What muscles does the squat work?

The barbell back squat is a compound lift that trains the quadriceps and glutes as the prime movers, with the hamstrings and adductors assisting hip extension and stabilising the hips and knees. The spinal erectors and core work hard to keep the torso braced and rigid under the load, and the calves help balance the body over the mid-foot. Because it loads so much muscle at once, the squat is one of the most efficient lower-body exercises a coach can program.

Should you squat high-bar or low-bar?

High-bar places the bar across the upper traps and keeps the torso more upright, which tends to suit a more quad-dominant squat and carries over well to general training. Low-bar sits the bar a touch lower on the rear delts and uses more forward lean and hip drive, which lets many lifters move more weight and suits powerlifting. Neither is universally better - pick the one that fits the client's goal, build, and which position they can brace and balance most comfortably.

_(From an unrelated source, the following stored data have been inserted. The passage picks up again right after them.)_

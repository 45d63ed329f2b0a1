//! Votes hub: vote tally broadcasts. Receive-only; vote submission goes
//! through REST so the backend can answer with authoritative state.

use tracing::{debug, warn};

use wire::events::{VotesEvent, targets};
use wire::types::VoteUpdate;

use crate::optimistic::IdeaSync;
use crate::registry::{HubConnection, HubRegistry, RegistryError};

pub struct VotesHub {
    registry: HubRegistry,
}

impl VotesHub {
    pub const PATH: &'static str = "hubs/votes";

    #[must_use]
    pub fn new(registry: HubRegistry) -> Self {
        Self { registry }
    }

    /// Connect (or join the existing connection) to the votes hub.
    ///
    /// # Errors
    ///
    /// Returns [`RegistryError::Connect`] when the handshake fails.
    pub async fn connect(&self) -> Result<HubConnection, RegistryError> {
        self.registry.connect(Self::PATH).await
    }

    pub async fn disconnect(&self) {
        self.registry.disconnect(Self::PATH).await;
    }

    #[must_use]
    pub fn is_connected(&self) -> bool {
        self.registry.is_connected(Self::PATH)
    }

    /// Route vote broadcasts into the optimistic store. Safe no-op before
    /// the hub is connected.
    pub fn attach_sync(&self, sync: &IdeaSync) {
        let Some(connection) = self.registry.get(Self::PATH) else {
            debug!("votes hub not connected; sync not attached");
            return;
        };
        for target in [targets::ON_VOTE_UPDATED, targets::ON_VOTE_REMOVED] {
            let sync = sync.clone();
            connection.on(target, move |envelope| {
                match VotesEvent::parse(&envelope.target, &envelope.data) {
                    Some(Ok(VotesEvent::VoteUpdated(update))) => {
                        sync.apply_vote_update(&update);
                    }
                    Some(Ok(VotesEvent::VoteRemoved { idea_id })) => {
                        sync.apply_vote_removed(&idea_id);
                    }
                    Some(Err(e)) => warn!(error = %e, "dropping malformed votes event"),
                    None => {}
                }
            });
        }
    }

    /// Typed subscription to vote-updated broadcasts. Safe no-op before
    /// connect.
    pub fn on_vote_updated(&self, handler: impl Fn(VoteUpdate) + Send + Sync + 'static) {
        let Some(connection) = self.registry.get(Self::PATH) else {
            debug!("votes hub not connected; subscription dropped");
            return;
        };
        connection.on(targets::ON_VOTE_UPDATED, move |envelope| {
            match VotesEvent::parse(&envelope.target, &envelope.data) {
                Some(Ok(VotesEvent::VoteUpdated(update))) => handler(update),
                Some(Err(e)) => warn!(error = %e, "dropping malformed vote-updated event"),
                _ => {}
            }
        });
    }

    pub fn off_vote_updated(&self) {
        if let Some(connection) = self.registry.get(Self::PATH) {
            connection.off(targets::ON_VOTE_UPDATED);
        }
    }
}

#[cfg(test)]
#[path = "votes_test.rs"]
mod tests;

How many sets and reps should you do for squats?

It depends on the goal. For strength, lower reps around 3 to 6 with heavier loads and longer rest work well; for muscle, moderate reps around 6 to 12 are a reliable home base; for endurance, higher reps above 12 fit. A common starting point is 3 to 5 working sets, then you progress over time by adding small amounts of load or a rep. The squat is demanding, so build volume gradually and keep enough in reserve to hold technique on every rep.

Is the squat safe for beginners?

The squat is a fundamental movement most beginners can learn, but form is individual and load should start light. Begin with bodyweight or a goblet squat to groove the pattern, add load only once the movement looks clean, and progress conservatively. Form varies with each person's build, mobility, and injury history, so the gold standard is a qualified coach watching the movement and giving a form check. This is technique education, not medical advice - clients with pain or a relevant history should clear it with a qualified professional first.

This article is general technique education for coaches and clients, not medical or rehab advice. Form is individual, and capacity, mobility, and injury history vary between people and change over time - a qualified coach watching the movement and giving a form check is the gold standard, and clients with pain or a relevant history should clear it with a qualified professional first.

To put a strong squat to work in a plan, pair clean technique with steady progressive overload and the right rep ranges for the goal.